Kita membeli reksa dana atau ETF karena kita berpikir bahwa hal tersebut sejalan dengan tujuan investasi, tetapi gagal untuk menyadari bahwa kita sedang menderita kerugian persenan secara menyeluruh atau kehilangan sejumlah biaya. Ada biaya manajenmen, biaya rekening, biaya transaksi, dan berbagai biaya lainnya yang diteruskan kepada kita, menggerogoti hasil investasi kita. Pada akhirnya, kita akan belajar untuk menemukan orang-orang yang tangguh, dana yang bekinerja lebih baik dan ETF dengan rasio biaya yang lebih rendah.

  1. Kita tidak memperhatikan pajak

Kami tahu tentang keuntungan di Roth IRA, yang memungkinkan kita untuk melihat investasi bertumbuh bebas pajak, dan rencana 401(k) yang membiarkan kita untuk menunda pajak atas investasi dan mengurangi penghasilan kena pajak saat ini. Kita menyadari dampak dari pajak keuntungan modal, membeli dan menjual lebih sering di rekening kena pajak. Pada akhirnya, kita akan lebih cerdas mengenai pajak dan nilai investasi akan meningkat dengan cepat.

  1. Kita tidak memperhatikan komisi

Kita membeli dan menjual saham secara rutin, tidak menyadari bahwa kemungkinan kita akan membayar uang besar kepada makelar saham saat kita berdagang secara online. Terkadang kita melakukan cara yang sama bersama makelar diskon, dimana kita membeli dan menjual begitu rutin pada beberapa saham dalam satu waktu sehingga membuat komisi menjadi kecil dalam portofolio. Kita akan belajar dari waktu ke waktu untuk membeli dan menjual saham dengan baik sehingga komisi tidak memiliki dampak yang sama.
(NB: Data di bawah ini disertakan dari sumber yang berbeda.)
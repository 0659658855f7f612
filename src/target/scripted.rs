//! Deterministic executor for tests and dry runs.
//!
//! Rules are matched in insertion order by command substring. Each rule holds
//! a queue of responses; the last one repeats once the queue is drained, so a
//! telemetry probe can be scripted as "these five readings, then this one
//! forever". Every invocation is recorded for later inspection.

use futures::future::BoxFuture;
use std::sync::{Arc, Mutex, MutexGuard};
use std::time::Duration;

use super::{wait_cancelled, CancelRx, CommandOutput, LineSink, RemoteExecutor};
use crate::error::ExecError;

#[derive(Clone, Debug, PartialEq)]
pub enum ScriptedResponse {
    /// Completes with the given stdout and exit code
    Output { stdout: String, exit_code: i32 },
    /// Completes with a non-zero exit and stderr text
    Fail { exit_code: i32, stderr: String },
    /// Transport failure
    Unreachable(String),
    /// Never completes; resolves only through timeout or cancellation
    Hang,
    /// Takes `delay` of (tokio) time, then behaves like the inner response
    Delayed(Duration, Box<ScriptedResponse>),
}

impl ScriptedResponse {
    pub fn output(stdout: impl Into<String>) -> Self {
        ScriptedResponse::Output {
            stdout: stdout.into(),
            exit_code: 0,
        }
    }

    pub fn fail(exit_code: i32, stderr: impl Into<String>) -> Self {
        ScriptedResponse::Fail {
            exit_code,
            stderr: stderr.into(),
        }
    }

    pub fn after(self, delay: Duration) -> Self {
        ScriptedResponse::Delayed(delay, Box::new(self))
    }
}

#[derive(Debug)]
struct Rule {
    pattern: String,
    responses: Vec<ScriptedResponse>,
    served: usize,
}

impl Rule {
    fn next_response(&mut self) -> ScriptedResponse {
        let idx = self.served.min(self.responses.len().saturating_sub(1));
        self.served += 1;
        self.responses
            .get(idx)
            .cloned()
            .unwrap_or_else(|| ScriptedResponse::output(""))
    }
}

#[derive(Debug, Default)]
struct ScriptState {
    rules: Vec<Rule>,
    invocations: Vec<String>,
    unreachable: bool,
}

#[derive(Clone, Debug, Default)]
pub struct ScriptedExecutor {
    state: Arc<Mutex<ScriptState>>,
}

impl ScriptedExecutor {
    pub fn new() -> Self {
        Self::default()
    }

    fn lock(&self) -> MutexGuard<'_, ScriptState> {
        self.state.lock().unwrap_or_else(|poisoned| poisoned.into_inner())
    }

    /// Answer commands containing `pattern` with `response`.
    pub fn on(self, pattern: impl Into<String>, response: ScriptedResponse) -> Self {
        self.on_sequence(pattern, vec![response])
    }

    /// Answer successive matching commands with `responses` in order.
    pub fn on_sequence(self, pattern: impl Into<String>, responses: Vec<ScriptedResponse>) -> Self {
        self.lock().rules.push(Rule {
            pattern: pattern.into(),
            responses,
            served: 0,
        });
        self
    }

    /// Make the target unreachable (or reachable again).
    pub fn set_unreachable(&self, unreachable: bool) {
        self.lock().unreachable = unreachable;
    }

    pub fn unreachable(self) -> Self {
        self.set_unreachable(true);
        self
    }

    pub fn invocations(&self) -> Vec<String> {
        self.lock().invocations.clone()
    }

    pub fn invocation_count(&self, pattern: &str) -> usize {
        self.lock()
            .invocations
            .iter()
            .filter(|cmd| cmd.contains(pattern))
            .count()
    }

    fn respond_to(&self, command: &str) -> ScriptedResponse {
        let mut state = self.lock();
        state.invocations.push(command.to_string());
        if state.unreachable {
            return ScriptedResponse::Unreachable("target unreachable".to_string());
        }
        state
            .rules
            .iter_mut()
            .find(|rule| command.contains(&rule.pattern))
            .map(Rule::next_response)
            .unwrap_or_else(|| ScriptedResponse::output(""))
    }
}

async fn resolve(
    response: ScriptedResponse,
    timeout: Duration,
    mut cancel: CancelRx,
    on_line: LineSink<'_>,
) -> Result<CommandOutput, ExecError> {
    let (delay, response) = match response {
        ScriptedResponse::Delayed(delay, inner) => (Some(delay), *inner),
        ScriptedResponse::Hang => (None, ScriptedResponse::Hang),
        other => (Some(Duration::ZERO), other),
    };

    if delay != Some(Duration::ZERO) {
        let wait = async {
            match delay {
                Some(d) => tokio::time::sleep(d).await,
                None => futures::future::pending::<()>().await,
            }
        };

        tokio::select! {
            _ = wait => {}
            _ = tokio::time::sleep(timeout) => return Err(ExecError::Timeout(timeout)),
            _ = wait_cancelled(&mut cancel) => return Err(ExecError::Cancelled),
        }
    }

    match response {
        ScriptedResponse::Output { stdout, exit_code } => {
            for line in stdout.lines() {
                on_line(line);
            }
            Ok(CommandOutput {
                stdout,
                stderr: String::new(),
                exit_code,
            })
        }
        ScriptedResponse::Fail { exit_code, stderr } => Ok(CommandOutput {
            stdout: String::new(),
            stderr,
            exit_code,
        }),
        ScriptedResponse::Unreachable(msg) => Err(ExecError::Connectivity(msg)),
        // nested delays collapse into the outer one
        ScriptedResponse::Hang | ScriptedResponse::Delayed(..) => {
            futures::future::pending::<()>().await;
            Err(ExecError::Cancelled)
        }
    }
}

impl RemoteExecutor for ScriptedExecutor {
    fn execute_streaming<'a>(
        &'a self,
        command: &'a str,
        timeout: Duration,
        cancel: CancelRx,
        on_line: LineSink<'a>,
    ) -> BoxFuture<'a, Result<CommandOutput, ExecError>> {
        let response = self.respond_to(command);
        Box::pin(resolve(response, timeout, cancel, on_line))
    }

    fn check_connectivity(&self, _timeout: Duration) -> BoxFuture<'_, Result<(), ExecError>> {
        let unreachable = self.lock().unreachable;
        Box::pin(async move {
            if unreachable {
                Err(ExecError::Connectivity("target unreachable".to_string()))
            } else {
                Ok(())
            }
        })
    }
}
  1. Kita menonton TV terlalu sering

Kita awalnya terpesona oleh pakar keuangan di CNBC dan jaringan berita keuangan lainnya. Kita bertindak di setiap ujung saham dan setiap bagian dari spekulasi tentang apa yang akan dilakukan. Dengan cepat, kita akan belajar untuk memisahkan analisis suara dari kebisingan, dan memiliki kepercayaan pada kemampuan kita sendiri untuk melaksanakan strategi investasi jangka panjang.

  1. Kita memeriksa investasi secara rutin

Kita menyaksikan kinerja pasar sehari-hari, dan memungkinkan emosi kita untuk terus bergejolak. Kita melihat saham bergerak 2% dalam satu hari dan merasa ingin meninju dinding. Kita melihatnya naik 3% dan ingin mengadakan pesta. Kita simpulkan bahwa ini adalah cara untuk hidup, dan sudah seharusnya untuk mengecek investasi dalam seminggu atau lebih.